(Assignment)
Every single line below has to be printed once more, exactly.

(Collected data entries)
· · · · ·

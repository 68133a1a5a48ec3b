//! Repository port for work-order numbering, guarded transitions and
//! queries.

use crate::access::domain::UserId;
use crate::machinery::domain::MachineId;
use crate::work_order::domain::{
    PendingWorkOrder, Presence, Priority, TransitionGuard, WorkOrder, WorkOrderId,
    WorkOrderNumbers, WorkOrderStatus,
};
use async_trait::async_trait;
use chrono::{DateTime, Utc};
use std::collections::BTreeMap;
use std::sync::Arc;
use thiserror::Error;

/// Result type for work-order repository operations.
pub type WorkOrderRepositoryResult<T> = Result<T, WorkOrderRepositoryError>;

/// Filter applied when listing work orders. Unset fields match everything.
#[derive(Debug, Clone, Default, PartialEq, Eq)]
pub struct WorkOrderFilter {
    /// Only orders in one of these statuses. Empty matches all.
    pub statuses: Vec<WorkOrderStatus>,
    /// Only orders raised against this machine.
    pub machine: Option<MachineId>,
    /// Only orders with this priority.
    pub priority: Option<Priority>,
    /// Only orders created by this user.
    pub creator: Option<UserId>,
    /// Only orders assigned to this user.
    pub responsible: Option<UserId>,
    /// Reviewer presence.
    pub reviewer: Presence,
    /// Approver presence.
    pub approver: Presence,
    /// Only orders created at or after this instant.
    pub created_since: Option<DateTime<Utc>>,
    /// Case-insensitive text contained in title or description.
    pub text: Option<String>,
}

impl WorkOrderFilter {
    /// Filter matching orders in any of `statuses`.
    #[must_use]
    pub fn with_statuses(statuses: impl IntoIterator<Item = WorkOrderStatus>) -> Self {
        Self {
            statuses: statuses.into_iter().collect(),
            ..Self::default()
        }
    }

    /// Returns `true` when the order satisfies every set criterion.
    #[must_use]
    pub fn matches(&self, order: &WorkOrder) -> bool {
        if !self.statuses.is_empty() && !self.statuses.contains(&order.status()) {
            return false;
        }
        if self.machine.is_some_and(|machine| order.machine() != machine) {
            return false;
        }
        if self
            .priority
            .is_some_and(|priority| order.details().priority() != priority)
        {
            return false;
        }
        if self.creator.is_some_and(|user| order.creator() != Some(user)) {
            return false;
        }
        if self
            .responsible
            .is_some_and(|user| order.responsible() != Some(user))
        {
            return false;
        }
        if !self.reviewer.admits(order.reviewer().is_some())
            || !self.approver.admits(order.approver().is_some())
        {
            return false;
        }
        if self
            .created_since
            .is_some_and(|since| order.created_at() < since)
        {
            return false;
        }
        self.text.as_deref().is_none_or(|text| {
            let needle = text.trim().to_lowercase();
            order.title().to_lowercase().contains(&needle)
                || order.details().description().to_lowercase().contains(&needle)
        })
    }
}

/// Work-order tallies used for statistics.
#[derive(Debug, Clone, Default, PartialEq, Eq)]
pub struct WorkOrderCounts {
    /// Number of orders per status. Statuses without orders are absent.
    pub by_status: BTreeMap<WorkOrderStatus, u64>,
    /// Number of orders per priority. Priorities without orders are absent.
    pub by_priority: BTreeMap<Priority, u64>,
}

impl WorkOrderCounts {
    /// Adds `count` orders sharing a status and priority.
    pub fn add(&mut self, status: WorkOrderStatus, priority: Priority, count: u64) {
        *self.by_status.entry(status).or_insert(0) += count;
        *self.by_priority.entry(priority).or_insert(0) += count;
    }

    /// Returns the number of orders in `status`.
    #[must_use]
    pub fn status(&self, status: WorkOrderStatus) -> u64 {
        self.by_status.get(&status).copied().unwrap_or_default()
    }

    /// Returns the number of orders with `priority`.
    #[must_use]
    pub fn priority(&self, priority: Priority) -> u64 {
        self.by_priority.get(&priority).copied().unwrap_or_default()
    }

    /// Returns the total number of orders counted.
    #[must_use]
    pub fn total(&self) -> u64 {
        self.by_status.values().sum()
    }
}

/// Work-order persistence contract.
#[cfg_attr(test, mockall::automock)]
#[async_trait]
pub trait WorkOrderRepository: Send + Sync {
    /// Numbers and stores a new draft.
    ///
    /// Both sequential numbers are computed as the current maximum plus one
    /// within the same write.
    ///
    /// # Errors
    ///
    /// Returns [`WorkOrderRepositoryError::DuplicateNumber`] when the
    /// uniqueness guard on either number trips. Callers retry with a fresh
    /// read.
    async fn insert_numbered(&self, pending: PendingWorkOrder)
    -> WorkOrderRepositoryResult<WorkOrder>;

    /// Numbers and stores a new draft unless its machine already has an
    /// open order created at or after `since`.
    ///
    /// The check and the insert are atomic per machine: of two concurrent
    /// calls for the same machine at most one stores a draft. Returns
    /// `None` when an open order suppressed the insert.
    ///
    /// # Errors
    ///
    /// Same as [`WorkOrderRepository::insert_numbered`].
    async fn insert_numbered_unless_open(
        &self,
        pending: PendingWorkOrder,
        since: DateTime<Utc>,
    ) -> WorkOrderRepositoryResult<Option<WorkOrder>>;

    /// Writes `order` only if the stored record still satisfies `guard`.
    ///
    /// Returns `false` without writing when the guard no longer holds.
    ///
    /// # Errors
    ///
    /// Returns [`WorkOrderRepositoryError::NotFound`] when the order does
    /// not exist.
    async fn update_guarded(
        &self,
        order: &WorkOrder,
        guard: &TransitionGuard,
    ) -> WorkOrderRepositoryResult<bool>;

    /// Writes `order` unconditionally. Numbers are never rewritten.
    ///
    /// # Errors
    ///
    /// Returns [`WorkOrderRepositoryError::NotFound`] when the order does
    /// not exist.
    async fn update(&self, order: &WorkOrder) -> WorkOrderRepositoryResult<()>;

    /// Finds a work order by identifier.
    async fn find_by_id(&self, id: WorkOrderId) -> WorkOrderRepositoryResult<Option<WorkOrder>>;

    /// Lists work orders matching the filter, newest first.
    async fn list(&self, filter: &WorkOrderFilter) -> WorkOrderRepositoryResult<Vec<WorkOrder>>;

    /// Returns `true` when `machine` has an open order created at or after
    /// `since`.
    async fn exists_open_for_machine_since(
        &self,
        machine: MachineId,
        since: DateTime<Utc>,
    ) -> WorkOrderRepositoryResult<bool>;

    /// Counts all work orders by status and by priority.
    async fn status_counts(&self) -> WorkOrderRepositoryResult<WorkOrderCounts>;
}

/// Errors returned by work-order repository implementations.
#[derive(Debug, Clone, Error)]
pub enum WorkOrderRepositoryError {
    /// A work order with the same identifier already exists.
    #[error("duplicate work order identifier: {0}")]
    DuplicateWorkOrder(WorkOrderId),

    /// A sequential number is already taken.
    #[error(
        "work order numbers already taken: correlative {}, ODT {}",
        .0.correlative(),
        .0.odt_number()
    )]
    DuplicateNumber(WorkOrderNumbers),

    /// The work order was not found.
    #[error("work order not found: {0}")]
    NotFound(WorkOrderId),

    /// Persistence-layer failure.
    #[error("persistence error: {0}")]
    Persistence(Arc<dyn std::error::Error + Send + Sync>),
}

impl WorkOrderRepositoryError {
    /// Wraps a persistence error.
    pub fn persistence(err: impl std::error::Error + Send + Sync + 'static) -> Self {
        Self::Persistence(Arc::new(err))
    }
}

· · · · ·

(Solution below)
repository 68133a1a5a48ec3b
//! Repository port for work-order numbering, guarded transitions and
//! queries.

use crate::access::domain::UserId;
use crate::machinery::domain::MachineId;
use crate::work_order::domain::{
    PendingWorkOrder, Presence, Priority, TransitionGuard, WorkOrder, WorkOrderId,
    WorkOrderNumbers, WorkOrderStatus,
};
use async_trait::async_trait;
use chrono::{DateTime, Utc};
use std::collections::BTreeMap;
use std::sync::Arc;
use thiserror::Error;

/// Result type for work-order repository operations.
pub type WorkOrderRepositoryResult<T> = Result<T, WorkOrderRepositoryError>;

/// Filter applied when listing work orders. Unset fields match everything.
#[derive(Debug, Clone, Default, PartialEq, Eq)]
pub struct WorkOrderFilter {
    /// Only orders in one of these statuses. Empty matches all.
    pub statuses: Vec<WorkOrderStatus>,
    /// Only orders raised against this machine.
    pub machine: Option<MachineId>,
    /// Only orders with this priority.
    pub priority: Option<Priority>,
    /// Only orders created by this user.
    pub creator: Option<UserId>,
    /// Only orders assigned to this user.
    pub responsible: Option<UserId>,
    /// Reviewer presence.
    pub reviewer: Presence,
    /// Approver presence.
    pub approver: Presence,
    /// Only orders created at or after this instant.
    pub created_since: Option<DateTime<Utc>>,
    /// Case-insensitive text contained in title or description.
    pub text: Option<String>,
}

impl WorkOrderFilter {
    /// Filter matching orders in any of `statuses`.
    #[must_use]
    pub fn with_statuses(statuses: impl IntoIterator<Item = WorkOrderStatus>) -> Self {
        Self {
            statuses: statuses.into_iter().collect(),
            ..Self::default()
        }
    }

    /// Returns `true` when the order satisfies every set criterion.
    #[must_use]
    pub fn matches(&self, order: &WorkOrder) -> bool {
        if !self.statuses.is_empty() && !self.statuses.contains(&order.status()) {
            return false;
        }
        if self.machine.is_some_and(|machine| order.machine() != machine) {
            return false;
        }
        if self
            .priority
            .is_some_and(|priority| order.details().priority() != priority)
        {
            return false;
        }
        if self.creator.is_some_and(|user| order.creator() != Some(user)) {
            return false;
        }
        if self
            .responsible
            .is_some_and(|user| order.responsible() != Some(user))
        {
            return false;
        }
        if !self.reviewer.admits(order.reviewer().is_some())
            || !self.approver.admits(order.approver().is_some())
        {
            return false;
        }
        if self
            .created_since
            .is_some_and(|since| order.created_at() < since)
        {
            return false;
        }
        self.text.as_deref().is_none_or(|text| {
            let needle = text.trim().to_lowercase();
            order.title().to_lowercase().contains(&needle)
                || order.details().description().to_lowercase().contains(&needle)
        })
    }
}

/// Work-order tallies used for statistics.
#[derive(Debug, Clone, Default, PartialEq, Eq)]
pub struct WorkOrderCounts {
    /// Number of orders per status. Statuses without orders are absent.
    pub by_status: BTreeMap<WorkOrderStatus, u64>,
    /// Number of orders per priority. Priorities without orders are absent.
    pub by_priority: BTreeMap<Priority, u64>,
}

impl WorkOrderCounts {
    /// Adds `count` orders sharing a status and priority.
    pub fn add(&mut self, status: WorkOrderStatus, priority: Priority, count: u64) {
        *self.by_status.entry(status).or_insert(0) += count;
        *self.by_priority.entry(priority).or_insert(0) += count;
    }

    /// Returns the number of orders in `status`.
    #[must_use]
    pub fn status(&self, status: WorkOrderStatus) -> u64 {
        self.by_status.get(&status).copied().unwrap_or_default()
    }

    /// Returns the number of orders with `priority`.
    #[must_use]
    pub fn priority(&self, priority: Priority) -> u64 {
        self.by_priority.get(&priority).copied().unwrap_or_default()
    }

    /// Returns the total number of orders counted.
    #[must_use]
    pub fn total(&self) -> u64 {
        self.by_status.values().sum()
    }
}

/// Work-order persistence contract.
#[cfg_attr(test, mockall::automock)]
#[async_trait]
pub trait WorkOrderRepository: Send + Sync {
    /// Numbers and stores a new draft.
    ///
    /// Both sequential numbers are computed as the current maximum plus one
    /// within the same write.
    ///
    /// # Errors
    ///
    /// Returns [`WorkOrderRepositoryError::DuplicateNumber`] when the
    /// uniqueness guard on either number trips. Callers retry with a fresh
    /// read.
    async fn insert_numbered(&self, pending: PendingWorkOrder)
    -> WorkOrderRepositoryResult<WorkOrder>;

    /// Numbers and stores a new draft unless its machine already has an
    /// open order created at or after `since`.
    ///
    /// The check and the insert are atomic per machine: of two concurrent
    /// calls for the same machine at most one stores a draft. Returns
    /// `None` when an open order suppressed the insert.
    ///
    /// # Errors
    ///
    /// Same as [`WorkOrderRepository::insert_numbered`].
    async fn insert_numbered_unless_open(
        &self,
        pending: PendingWorkOrder,
        since: DateTime<Utc>,
    ) -> WorkOrderRepositoryResult<Option<WorkOrder>>;

    /// Writes `order` only if the stored record still satisfies `guard`.
    ///
    /// Returns `false` without writing when the guard no longer holds.
    ///
    /// # Errors
    ///
    /// Returns [`WorkOrderRepositoryError::NotFound`] when the order does
    /// not exist.
    async fn update_guarded(
        &self,
        order: &WorkOrder,
        guard: &TransitionGuard,
    ) -> WorkOrderRepositoryResult<bool>;

    /// Writes `order` unconditionally. Numbers are never rewritten.
    ///
    /// # Errors
    ///
    /// Returns [`WorkOrderRepositoryError::NotFound`] when the order does
    /// not exist.
    async fn update(&self, order: &WorkOrder) -> WorkOrderRepositoryResult<()>;

    /// Finds a work order by identifier.
    async fn find_by_id(&self, id: WorkOrderId) -> WorkOrderRepositoryResult<Option<WorkOrder>>;

    /// Lists work orders matching the filter, newest first.
    async fn list(&self, filter: &WorkOrderFilter) -> WorkOrderRepositoryResult<Vec<WorkOrder>>;

    /// Returns `true` when `machine` has an open order created at or after
    /// `since`.
    async fn exists_open_for_machine_since(
        &self,
        machine: MachineId,
        since: DateTime<Utc>,
    ) -> WorkOrderRepositoryResult<bool>;

    /// Counts all work orders by status and by priority.
    async fn status_counts(&self) -> WorkOrderRepositoryResult<WorkOrderCounts>;
}

/// Errors returned by work-order repository implementations.
#[derive(Debug, Clone, Error)]
pub enum WorkOrderRepositoryError {
    /// A work order with the same identifier already exists.
    #[error("duplicate work order identifier: {0}")]
    DuplicateWorkOrder(WorkOrderId),

    /// A sequential number is already taken.
    #[error(
        "work order numbers already taken: correlative {}, ODT {}",
        .0.correlative(),
        .0.odt_number()
    )]
    DuplicateNumber(WorkOrderNumbers),

    /// The work order was not found.
    #[error("work order not found: {0}")]
    NotFound(WorkOrderId),

    /// Persistence-layer failure.
    #[error("persistence error: {0}")]
    Persistence(Arc<dyn std::error::Error + Send + Sync>),
}

impl WorkOrderRepositoryError {
    /// Wraps a persistence error.
    pub fn persistence(err: impl std::error::Error + Send + Sync + 'static) -> Self {
        Self::Persistence(Arc::new(err))
    }
}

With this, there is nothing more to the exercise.